Spoiler alert: It’s all about rhythm…

That and being open to compromise. Now I have literally written a whole blog post about how there’s not a TV at my house, however in this period of time I am absolutely using the vast resources that the Internet has to provide educational opportunities to my children and to give me short periods of respite to do the work that I still need to do. Because I work from home and am now essentially homeschooling my kids’ ages 2,3 and 6.

So what I would like to offer at this time is first a generic outline of the structure that I provide my children on a day-to-day basis, and then ideas for filling in those blocks of time.

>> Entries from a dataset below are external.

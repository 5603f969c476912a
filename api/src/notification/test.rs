use super::*;

fn notification(id: i64, is_read: bool) -> NotificationDto {
    NotificationDto {
        id: Some(id),
        message: format!("Notification {}", id),
        is_read,
        ..Default::default()
    }
}

/// Tests that replacing the list recounts unread entries.
///
/// Expected: 2 unread out of 3
#[test]
fn replace_all_counts_unread() {
    let mut center = NotificationCenter::new();
    center.replace_all(vec![
        notification(1, false),
        notification(2, true),
        notification(3, false),
    ]);

    assert_eq!(center.notifications.len(), 3);
    assert_eq!(center.unread_count, 2);
    assert!(center.has_unread());
}

/// Tests marking a single notification as read.
///
/// Expected: count decremented once, never below zero
#[test]
fn mark_read_decrements_once() {
    let mut center = NotificationCenter::new();
    center.replace_all(vec![notification(1, false), notification(2, true)]);

    assert!(center.mark_read(1));
    assert_eq!(center.unread_count, 0);

    assert!(!center.mark_read(1), "already read");
    assert!(!center.mark_read(2), "read from the start");
    assert!(!center.mark_read(404), "unknown id");
    assert_eq!(center.unread_count, 0);
}

#[test]
fn mark_read_floors_at_zero() {
    let mut center = NotificationCenter::new();
    center.notifications = vec![notification(1, false)];
    center.set_unread_count(0);

    center.mark_read(1);
    assert_eq!(center.unread_count, 0);
}

#[test]
fn mark_all_read_clears_count() {
    let mut center = NotificationCenter::new();
    center.replace_all(vec![notification(1, false), notification(2, false)]);

    center.mark_all_read();

    assert_eq!(center.unread_count, 0);
    assert!(center.notifications.iter().all(|n| n.is_read));
}

/// Tests adding a notification.
///
/// Expected: prepended, count bumped only when unread
#[test]
fn add_prepends() {
    let mut center = NotificationCenter::new();
    center.replace_all(vec![notification(1, true)]);

    center.add(notification(2, false));
    center.add(notification(3, true));

    let ids: Vec<_> = center.notifications.iter().filter_map(|n| n.id).collect();
    assert_eq!(ids, vec![3, 2, 1]);
    assert_eq!(center.unread_count, 1);
}

/// Tests removing notifications.
///
/// Expected: count decremented only for an unread one
#[test]
fn remove_adjusts_count_for_unread_only() {
    let mut center = NotificationCenter::new();
    center.replace_all(vec![notification(1, false), notification(2, true)]);

    center.remove(2);
    assert_eq!(center.unread_count, 1);

    center.remove(1);
    assert_eq!(center.unread_count, 0);
    assert!(center.notifications.is_empty());

    center.remove(1);
    assert_eq!(center.unread_count, 0);
}

#[test]
fn badge_text() {
    let mut center = NotificationCenter::new();
    assert_eq!(center.badge(), None);

    center.set_unread_count(7);
    assert_eq!(center.badge().as_deref(), Some("7"));

    center.set_unread_count(120);
    assert_eq!(center.badge().as_deref(), Some("99+"));
}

One last caveat I would like to offer is that their are of course time where things do not go according to plan and then is when I turn to media or a device to bail me out. This could be a preapproved quality content movie, ballet, a live stream zoo webcam, or educational videos from the aquarium. Or something more like looking at exhibits posted by galleries and virtual tours of museums, which involve more participation on my end.

6:30-7:30 Breakfast: This could be any combination of eggs, fruit, toast, smoothie, pancakes, waffles, peanut butter, French toast, yogurt, granola, etc. I make extra pancakes and such on the weekends to heat up and serve during the week. Also, I never do sugar in the morning so if people want something sweet I use date syrup.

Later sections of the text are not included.